Obesity is thus mentioned as a potential exacerbating factor in several listings. For instance, Listing 1.00, concerning musculoskeletal disorders, states that:
Obesity is a medically determinable impairment that is often associated with disturbance of the musculoskeletal system, and disturbance of this system can be a major cause of disability in individuals with obesity. The combined effects of obesity with musculoskeletal impairments can be greater than the effects of each of the impairments considered separately. Therefore, when determining whether an individual with obesity has a listing-level impairment or combination of impairments, and when assessing a claim at other steps of the sequential evaluation process, including when assessing an individual's residual functional capacity, adjudicators must consider any additional and cumulative effects of obesity.20 C.F.R. Pt. 404, subpt. P., app. 1, ¶ 1.00Q.
At step two, the ALJ found that Mr. Dixon's obesity was a severe impairment. (R. 19) However, at step 3 the ALJ failed to consider the cumulative and additional effects of Mr. Dixon's obesity when determining if he qualified for one of the listed impairments. The ALJ provides a conclusory discussion of Mr. Dixon's obesity at step three. The opinion states:
I have also given consideration to Social Security Ruling 02-1p, which instructs adjudicators to consider the effects of obesity not only under the listings, but also when assessing a claim at other steps of the sequential evaluation process, including when assessing an individual's residual functional capacity. When
obesity is identified as a medically determinable impairment, consideration will be given to any functional limitations resulting from the obesity in the residual functional capacity assessment in addition to any limitations resulting from any other physical or mental impairment identified.(R. 20) The ALJ goes on to state that he considered obesity at steps four and five and then reiterates that "I have fully considered obesity in the context of the overall record evidence in making this decision" without elaboration. (R. 20) True, the ALJ cites SSR 02-1p; more is required, however, to demonstrate that the ALJ satisfied the obligation to consider whether obesity, in conjunction with other impairments, equals a listing.

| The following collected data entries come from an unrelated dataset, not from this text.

use std::sync::Arc;

use ulid::Ulid;

use crate::auth::password;
use crate::config::AuthConfig;
use crate::db::models::User;
use crate::db::store::CredentialStore;
use crate::error::AppError;

/// Account creation and lookup.
///
/// Stateless between calls; the store owns every record. Validation
/// thresholds come in through the constructor, never from process globals.
pub struct UserRegistry {
    store: Arc<dyn CredentialStore>,
    password_min_length: usize,
    user_name_max_length: usize,
}

impl UserRegistry {
    pub fn new(store: Arc<dyn CredentialStore>, auth: &AuthConfig) -> Self {
        Self {
            store,
            password_min_length: auth.password_min_length,
            user_name_max_length: auth.user_name_max_length,
        }
    }

    /// Look up an account by its unique user name. Absence is `None`, not
    /// an error.
    pub async fn get_user_by_user_name(&self, user_name: &str) -> Result<Option<User>, AppError> {
        Ok(self.store.get_user_by_user_name(user_name).await?)
    }

    /// Validate and assemble a new account: fresh ULID identity, hashed
    /// password. Persists nothing — pair with [`create`](Self::create).
    pub fn new_user(&self, user_name: &str, password: &str) -> Result<User, AppError> {
        let user_name = user_name.trim();
        if user_name.is_empty() {
            return Err(AppError::Validation(
                "user name must not be empty".to_string(),
            ));
        }
        if user_name.len() > self.user_name_max_length {
            return Err(AppError::Validation(format!(
                "user name must be at most {} characters",
                self.user_name_max_length
            )));
        }
        if password.is_empty() {
            return Err(AppError::Validation(
                "password must not be empty".to_string(),
            ));
        }
        if password.len() < self.password_min_length {
            return Err(AppError::Validation(format!(
                "password must be at least {} characters",
                self.password_min_length
            )));
        }

        Ok(User {
            ulid: Ulid::new().to_string(),
            user_name: user_name.to_string(),
            password_hash: password::hash_password(password)?,
        })
    }

    /// Persist an account assembled by [`new_user`](Self::new_user).
    ///
    /// Callers check the name first as a fast path, but the store's
    /// uniqueness constraint is what actually rejects a concurrent
    /// duplicate (`StoreError::Duplicate`).
    pub async fn create(&self, user: User) -> Result<User, AppError> {
        Ok(self.store.insert_user(&user).await?)
    }
}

The ALJ's discussion of obesity at step three does not show sufficient analysis. The ALJ notes that he "evaluated the impairment herein pursuant to the extensive and detailed guidelines set forth in SSR 02-1p," but does not actually, medically or factually, address whether Mr. Dixon's obesity compounds his other impairments so that his impairments meet or equal a listed impairment. "[I]t is the ALJ's responsibility . . . to identify the relevant listed impairment(s) and develop the arguments both for and against granting benefits." Torres v. Comm'r of Soc. Sec., 279 Fed.Appx. 149, 151-52 (3d Cir. 2008) (quoting Burnett v. Comm'r of Soc. Sec., 220 F.3d 112, 120 n.2 (3d Cir. 2000)) (internal quotations omitted); see also SSR 02-1p.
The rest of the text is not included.